When Does ALTER TABLE Require a Rewrite?
Greg Sabino Mullane
6 min readMore by this author
It is rare that a Postgres table keeps the exact same structure year after year. New columns get added. Old columns get dropped. Column data types need to change. Those are all done with the ALTER TABLE command. One big drawback to these changes is that they may force a complete table rewrite. A rewrite means a completely new copy of the table is created, and then the old one is dropped. This can take a very long time for large tables. Worse, everything else is blocked/locked from using the table, so your application may need downtime.
So which commands need a full table rewrite? Which only needs a split-second lock? The alter table documentation has some guidelines, but at the end of the day, you want to know for sure if your production application is going to require major downtime or not. Presented here is a quick recipe for safely determining if a rewrite will happen. In short make a copy of the table, modify that copy, see if the underlying file on disk for that table has changed.

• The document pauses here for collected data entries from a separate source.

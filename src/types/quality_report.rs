//! Data-quality bookkeeping for rows the preprocessor refuses.

use serde::{Deserialize, Serialize};

#[derive(Clone, Copy, Debug, PartialEq, Eq, Hash, Serialize, Deserialize)]
#[serde(rename_all = "snake_case")]
pub enum DropReason {
    UnparseableTime,
    UnparseableAcceleration,
    NonFiniteValue,
    DuplicateTimestamp,
    OutOfOrderTimestamp,
}

impl DropReason {
    pub const ALL: [DropReason; 5] = [
        DropReason::UnparseableTime,
        DropReason::UnparseableAcceleration,
        DropReason::NonFiniteValue,
        DropReason::DuplicateTimestamp,
        DropReason::OutOfOrderTimestamp,
    ];

    pub fn as_str(&self) -> &'static str {
        match self {
            DropReason::UnparseableTime => "unparseable_time",
            DropReason::UnparseableAcceleration => "unparseable_acceleration",
            DropReason::NonFiniteValue => "non_finite_value",
            DropReason::DuplicateTimestamp => "duplicate_timestamp",
            DropReason::OutOfOrderTimestamp => "out_of_order_timestamp",
        }
    }
}

#[derive(Clone, Copy, Debug, PartialEq, Eq, Serialize, Deserialize)]
pub struct DroppedRow {
    /// 1-based data row (header excluded)
    pub row: usize,
    pub reason: DropReason,
}

#[derive(Clone, Debug, Default, PartialEq, Serialize, Deserialize)]
pub struct DataQualityReport {
    pub total_rows: usize,
    pub dropped: Vec<DroppedRow>,
    /// Rows kept without a position because lat/lon were unusable
    pub invalid_coordinates: usize,
}

impl DataQualityReport {
    pub fn new(total_rows: usize) -> Self {
        Self {
            total_rows,
            ..Default::default()
        }
    }

    pub fn drop_row(&mut self, row: usize, reason: DropReason) {
        self.dropped.push(DroppedRow { row, reason });
    }

    pub fn dropped_count(&self) -> usize {
        self.dropped.len()
    }

    pub fn count(&self, reason: DropReason) -> usize {
        self.dropped.iter().filter(|d| d.reason == reason).count()
    }

    pub fn kept_rows(&self) -> usize {
        self.total_rows.saturating_sub(self.dropped.len())
    }

    /// One-line summary for logs, e.g. `3 of 120 rows dropped (duplicate_timestamp=2, ...)`
    pub fn summary(&self) -> String {
        let parts: Vec<String> = DropReason::ALL
            .iter()
            .filter_map(|r| {
                let n = self.count(*r);
                (n > 0).then(|| format!("{}={}", r.as_str(), n))
            })
            .collect();
        if parts.is_empty() {
            format!("0 of {} rows dropped", self.total_rows)
        } else {
            format!(
                "{} of {} rows dropped ({})",
                self.dropped_count(),
                self.total_rows,
                parts.join(", ")
            )
        }
    }
}
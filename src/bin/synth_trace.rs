use std::fs::File;
use std::io::{self, BufWriter, Write};
use std::path::PathBuf;

use anyhow::{Context, Result};
use clap::Parser;
use flate2::write::GzEncoder;
use flate2::Compression;
use road_iri_rs::synthetic::{GpsTrack, RoughPatch, SyntheticTrace, TraceSpec};

#[derive(Parser, Debug)]
#[command(name = "synth_trace")]
#[command(about = "Write a deterministic synthetic accelerometer trace as CSV", long_about = None)]
struct Args {
    /// Trace length in seconds
    #[arg(long, default_value = "60.0")]
    duration: f64,

    /// Sample rate in Hz
    #[arg(long, default_value = "100.0")]
    rate: f64,

    /// Ground speed implied by the GPS fixes (m/s)
    #[arg(long, default_value = "10.0")]
    speed: f64,

    /// Peak broadband vertical noise (m/s²)
    #[arg(long, default_value = "0.5")]
    noise: f64,

    /// Emit lat/lon columns
    #[arg(long, default_value_t = false)]
    gps: bool,

    /// Log a GPS fix every N rows
    #[arg(long, default_value = "1")]
    fix_every: usize,

    /// Rough patch as START:END:AMPLITUDE (seconds, seconds, m/s²); repeatable
    #[arg(long = "rough", value_parser = parse_patch)]
    rough_patches: Vec<RoughPatch>,

    /// Output path (.csv or .csv.gz); stdout when omitted
    #[arg(long)]
    output: Option<PathBuf>,
}

fn parse_patch(s: &str) -> Result<RoughPatch, String> {
    let parts: Vec<&str> = s.split(':').collect();
    if parts.len() != 3 {
        return Err(format!("expected START:END:AMPLITUDE, got '{s}'"));
    }
    let num = |p: &str| p.trim().parse::<f64>().map_err(|e| format!("'{p}': {e}"));
    Ok(RoughPatch {
        start_s: num(parts[0])?,
        end_s: num(parts[1])?,
        amplitude: num(parts[2])?,
    })
}

fn main() -> Result<()> {
    env_logger::Builder::from_env(env_logger::Env::default().default_filter_or("info")).init();
    let args = Args::parse();

    if !(args.duration > 0.0 && args.rate > 0.0) {
        anyhow::bail!("duration and rate must be positive");
    }

    let spec = TraceSpec {
        duration_s: args.duration,
        rate_hz: args.rate,
        noise_amplitude: args.noise,
        gps: args.gps.then(|| GpsTrack {
            speed_mps: args.speed,
            fix_every: args.fix_every.max(1),
            ..Default::default()
        }),
        rough_patches: args.rough_patches.clone(),
    };
    let trace = SyntheticTrace::new(spec);

    match args.output.as_ref() {
        Some(path) => {
            let file =
                File::create(path).with_context(|| format!("creating {}", path.display()))?;
            if path.extension().map(|e| e == "gz").unwrap_or(false) {
                let mut gz = GzEncoder::new(BufWriter::new(file), Compression::default());
                trace.write_csv(&mut gz)?;
                gz.finish()?.flush()?;
            } else {
                trace.write_csv(BufWriter::new(file))?;
            }
            log::info!("wrote {} rows to {}", trace.row_count(), path.display());
        }
        None => {
            let stdout = io::stdout();
            let mut lock = stdout.lock();
            trace.write_csv(&mut lock)?;
            lock.flush()?;
        }
    }
    Ok(())
}
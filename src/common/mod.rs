//! Common traits used across the streampeer library
//!
//! This module contains the byte-stream capability that every peer
//! implementation provides to its host.

pub mod traits;

pub use traits::{MAX_STRING_LEN, StreamPeer};
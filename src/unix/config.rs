use crate::{PeerError, Result};
use std::path::PathBuf;

/// Environment variable holding the socket path for [`UnixPeerConfig::from_env`]
pub const SOCKET_PATH_VAR: &str = "STREAMPEER_SOCKET";
/// Environment variable holding the blocking mode for [`UnixPeerConfig::from_env`]
pub const BLOCKING_VAR: &str = "STREAMPEER_BLOCKING";

/// Unix domain stream peer configuration
///
/// # Examples
///
/// ```
/// use streampeer::UnixPeerConfig;
///
/// let config = UnixPeerConfig::default()
///     .with_socket_path("/tmp/app.sock".into())
///     .with_blocking(false);
/// assert!(!config.blocking);
/// ```
#[derive(Debug, Clone, PartialEq, Eq)]
pub struct UnixPeerConfig {
    /// Filesystem path of the listening socket to connect to
    pub socket_path: PathBuf,
    /// Whether reads and writes wait for completion
    pub blocking: bool,
}

impl Default for UnixPeerConfig {
    fn default() -> Self {
        Self {
            socket_path: "/tmp/streampeer.sock".into(),
            blocking: true,
        }
    }
}

impl UnixPeerConfig {
    /// Create configuration with specific socket path
    pub fn with_socket_path(mut self, path: PathBuf) -> Self {
        self.socket_path = path;
        self
    }

    /// Create configuration with specific blocking mode
    pub fn with_blocking(mut self, blocking: bool) -> Self {
        self.blocking = blocking;
        self
    }

    /// Build configuration from `STREAMPEER_SOCKET` and `STREAMPEER_BLOCKING`
    ///
    /// Unset variables keep their defaults.
    pub fn from_env() -> Result<Self> {
        Self::from_lookup(|name| std::env::var(name).ok())
    }

    /// Build configuration from an arbitrary variable lookup
    pub fn from_lookup<F>(lookup: F) -> Result<Self>
    where
        F: Fn(&str) -> Option<String>,
    {
        let mut config = Self::default();

        if let Some(path) = lookup(SOCKET_PATH_VAR) {
            if path.is_empty() {
                return Err(PeerError::Config(format!("{SOCKET_PATH_VAR} is empty")));
            }
            config.socket_path = path.into();
        }

        if let Some(value) = lookup(BLOCKING_VAR) {
            config.blocking = parse_bool(&value).ok_or_else(|| {
                PeerError::Config(format!("Invalid value for {BLOCKING_VAR}: {value:?}"))
            })?;
        }

        Ok(config)
    }
}

fn parse_bool(value: &str) -> Option<bool> {
    match value.trim().to_ascii_lowercase().as_str() {
        "1" | "true" | "yes" | "on" => Some(true),
        "0" | "false" | "no" | "off" => Some(false),
        _ => None,
    }
}

#[cfg(test)]
mod tests {
    use super::*;
    use std::collections::HashMap;

    fn lookup(vars: &[(&str, &str)]) -> impl Fn(&str) -> Option<String> {
        let vars: HashMap<String, String> = vars
            .iter()
            .map(|(k, v)| (k.to_string(), v.to_string()))
            .collect();
        move |name| vars.get(name).cloned()
    }

    #[test]
    fn test_default_config() {
        let config = UnixPeerConfig::default();
        assert_eq!(config.socket_path, PathBuf::from("/tmp/streampeer.sock"));
        assert!(config.blocking);
    }

    #[test]
    fn test_builder() {
        let config = UnixPeerConfig::default()
            .with_socket_path("/run/x.sock".into())
            .with_blocking(false);
        assert_eq!(config.socket_path, PathBuf::from("/run/x.sock"));
        assert!(!config.blocking);
    }

    #[test]
    fn test_from_lookup_empty_uses_defaults() {
        let config = UnixPeerConfig::from_lookup(lookup(&[])).unwrap();
        assert_eq!(config, UnixPeerConfig::default());
    }

    #[test]
    fn test_from_lookup_overrides() {
        let config = UnixPeerConfig::from_lookup(lookup(&[
            (SOCKET_PATH_VAR, "/var/run/peer.sock"),
            (BLOCKING_VAR, "No"),
        ]))
        .unwrap();
        assert_eq!(config.socket_path, PathBuf::from("/var/run/peer.sock"));
        assert!(!config.blocking);
    }

    #[test]
    fn test_from_lookup_rejects_bad_bool() {
        let err = UnixPeerConfig::from_lookup(lookup(&[(BLOCKING_VAR, "maybe")])).unwrap_err();
        assert!(matches!(err, PeerError::Config(_)));
    }

    #[test]
    fn test_from_lookup_rejects_empty_path() {
        let err = UnixPeerConfig::from_lookup(lookup(&[(SOCKET_PATH_VAR, "")])).unwrap_err();
        assert!(matches!(err, PeerError::Config(_)));
    }
}
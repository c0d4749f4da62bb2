//! Spelling Bee solving
//!
//! The acceptance predicate, the filter-and-rank pass, and a small facade
//! binding both to a validated puzzle.

mod engine;
mod filter;
mod rank;

pub use engine::Solver;
pub use filter::{MIN_WORD_LENGTH, is_allowed_word};
pub use rank::{rank_order, solve};
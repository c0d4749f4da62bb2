//! Puzzle letters and input validation

use super::letters::{AllowedSet, normalize_letters};
use crate::error::ValidationError;
use std::fmt;

/// Number of outer letters in a puzzle
pub const OUTER_LETTERS: usize = 6;

/// Distinct letters in a valid puzzle (outer + center)
pub const PUZZLE_LETTERS: usize = OUTER_LETTERS + 1;

/// A validated puzzle: six outer letters and one mandatory center letter
///
/// Only obtainable through [`PuzzleSpec::validate`], so the seven letters are
/// always distinct lowercase ASCII.
#[derive(Debug, Clone, PartialEq, Eq)]
pub struct PuzzleSpec {
    outer: String,
    center: char,
    allowed: AllowedSet,
}

impl PuzzleSpec {
    /// Normalize raw user input and check it describes a puzzle
    ///
    /// Checks run in order: center length, outer length, then distinctness.
    ///
    /// # Errors
    /// - `InvalidCenterLength` when the center does not normalize to one letter
    /// - `InvalidOuterLength` when the outer letters do not normalize to six
    /// - `DuplicateLetters` when the seven letters are not all distinct
    ///
    /// # Examples
    /// ```
    /// use honeycomb::core::PuzzleSpec;
    ///
    /// let spec = PuzzleSpec::validate("p i t u a r", "L").unwrap();
    /// assert_eq!(spec.outer(), "pituar");
    /// assert_eq!(spec.center(), 'l');
    ///
    /// assert!(PuzzleSpec::validate("abcdea", "f").is_err());
    /// ```
    pub fn validate(outer_raw: &str, center_raw: &str) -> Result<Self, ValidationError> {
        let outer = normalize_letters(outer_raw);
        let center = normalize_letters(center_raw);

        let mut center_chars = center.chars();
        let center_letter = match (center_chars.next(), center_chars.next()) {
            (Some(ch), None) => ch,
            _ => return Err(ValidationError::InvalidCenterLength(center.len())),
        };

        if outer.len() != OUTER_LETTERS {
            return Err(ValidationError::InvalidOuterLength(outer.len()));
        }

        let allowed = AllowedSet::from_letters(&format!("{outer}{center}"));
        if allowed.len() != PUZZLE_LETTERS {
            return Err(ValidationError::DuplicateLetters(allowed.len()));
        }

        Ok(Self {
            outer,
            center: center_letter,
            allowed,
        })
    }

    #[inline]
    #[must_use]
    pub fn outer(&self) -> &str {
        &self.outer
    }

    #[inline]
    #[must_use]
    pub const fn center(&self) -> char {
        self.center
    }

    #[inline]
    #[must_use]
    pub const fn allowed(&self) -> AllowedSet {
        self.allowed
    }
}

impl fmt::Display for PuzzleSpec {
    fn fmt(&self, f: &mut fmt::Formatter<'_>) -> fmt::Result {
        write!(f, "[{}] {}", self.center, self.outer)
    }
}
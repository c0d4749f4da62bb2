//! Letter normalization
//!
//! Puzzle input and lookup keys are reduced to ASCII `a`-`z` only.

use std::fmt;

/// Lowercase the input and keep only `a`-`z`
///
/// Accepts loosely formatted input such as `"r i t o a c"` or `"RIT-OAC"`.
///
/// # Examples
/// ```
/// use honeycomb::core::normalize_letters;
///
/// assert_eq!(normalize_letters("p i T u-a r"), "pituar");
/// assert_eq!(normalize_letters("4!"), "");
/// ```
#[must_use]
pub fn normalize_letters(raw: &str) -> String {
    raw.chars()
        .flat_map(char::to_lowercase)
        .filter(char::is_ascii_lowercase)
        .collect()
}

/// Key used for definition lookups; same reduction as puzzle input
#[must_use]
pub fn sanitize_for_lookup(word: &str) -> String {
    normalize_letters(word)
}

/// The seven letters a solution may use
///
/// Stored as a 26-bit mask, so membership is a single bit test.
#[derive(Debug, Clone, Copy, PartialEq, Eq, Hash, Default)]
pub struct AllowedSet {
    mask: u32,
}

impl AllowedSet {
    /// Build a set from any letters; characters outside `a`-`z` are ignored
    #[must_use]
    pub fn from_letters(letters: &str) -> Self {
        let mask = letters
            .bytes()
            .filter(u8::is_ascii_lowercase)
            .fold(0, |mask, b| mask | bit(b));
        Self { mask }
    }

    #[inline]
    #[must_use]
    pub const fn contains(&self, ch: char) -> bool {
        if ch.is_ascii_lowercase() {
            self.mask & bit(ch as u8) != 0
        } else {
            false
        }
    }

    /// Number of distinct letters in the set
    #[inline]
    #[must_use]
    pub const fn len(&self) -> usize {
        self.mask.count_ones() as usize
    }

    #[inline]
    #[must_use]
    pub const fn is_empty(&self) -> bool {
        self.mask == 0
    }

    /// Letters in alphabetical order
    pub fn letters(&self) -> impl Iterator<Item = char> + '_ {
        (b'a'..=b'z')
            .filter(|&b| self.mask & bit(b) != 0)
            .map(char::from)
    }
}

impl fmt::Display for AllowedSet {
    fn fmt(&self, f: &mut fmt::Formatter<'_>) -> fmt::Result {
        for ch in self.letters() {
            write!(f, "{ch}")?;
        }
        Ok(())
    }
}

#[inline]
const fn bit(b: u8) -> u32 {
    1 << (b - b'a')
}

#[cfg(test)]
mod tests {
    use super::*;

    #[test]
    fn normalize_strips_spaces_digits_punctuation() {
        assert_eq!(normalize_letters("p i t u a r"), "pituar");
        assert_eq!(normalize_letters("r1t,o.a c"), "rtoac");
        assert_eq!(normalize_letters(""), "");
    }

    #[test]
    fn normalize_lowercases() {
        assert_eq!(normalize_letters("PiTuAr"), "pituar");
        assert_eq!(normalize_letters(" L "), "l");
    }

    #[test]
    fn normalize_drops_non_ascii_letters() {
        assert_eq!(normalize_letters("café"), "caf");
    }

    #[test]
    fn sanitize_matches_normalize() {
        assert_eq!(sanitize_for_lookup("Pillar!"), "pillar");
        assert_eq!(sanitize_for_lookup("123"), "");
    }

    #[test]
    fn allowed_set_membership() {
        let set = AllowedSet::from_letters("pituarl");
        assert_eq!(set.len(), 7);
        assert!(set.contains('p'));
        assert!(set.contains('l'));
        assert!(!set.contains('z'));
        assert!(!set.contains('P'));
        assert!(!set.contains('é'));
    }

    #[test]
    fn allowed_set_collapses_duplicates() {
        let set = AllowedSet::from_letters("aabbc");
        assert_eq!(set.len(), 3);
        assert_eq!(set.to_string(), "abc");
    }

    #[test]
    fn allowed_set_empty() {
        let set = AllowedSet::default();
        assert!(set.is_empty());
        assert_eq!(set.letters().count(), 0);
    }
}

Let’s look at what happens when a table is modified. For this, we will use the good old reliable pgbench_accounts table, which gets created when you run pgbench -i
. We can simulate the effects of a long-running table rewrite by putting our statement into a transaction. For this first one, let’s add a new column to it and see what locks are being held:
greg=> begin;
BEGIN
greg=*> alter table pgbench_accounts add chocolates int;
ALTER TABLE
greg=*> select locktype, mode from pg_locks
where relation::regclass::text = 'pgbench_accounts';
locktype | mode
----------+---------------------
relation | AccessExclusiveLock
The AccessExclusiveLock is on the entire table, and is a very, very strong lock that blocks almost all other access to the table from other processes. Let’s start another process and see what happens:
-- Without the lock_timeout, this update would hang forever,
-- or until the other transaction commits:
greg=> set lock_timeout TO '5s';
SET
greg=> update pgbench_accounts set bid = bid;
ERROR: canceling statement due to lock timeout
LINE 1: update pgbench_accounts set bid = bid;
-- This lock also stops SELECT statements as well!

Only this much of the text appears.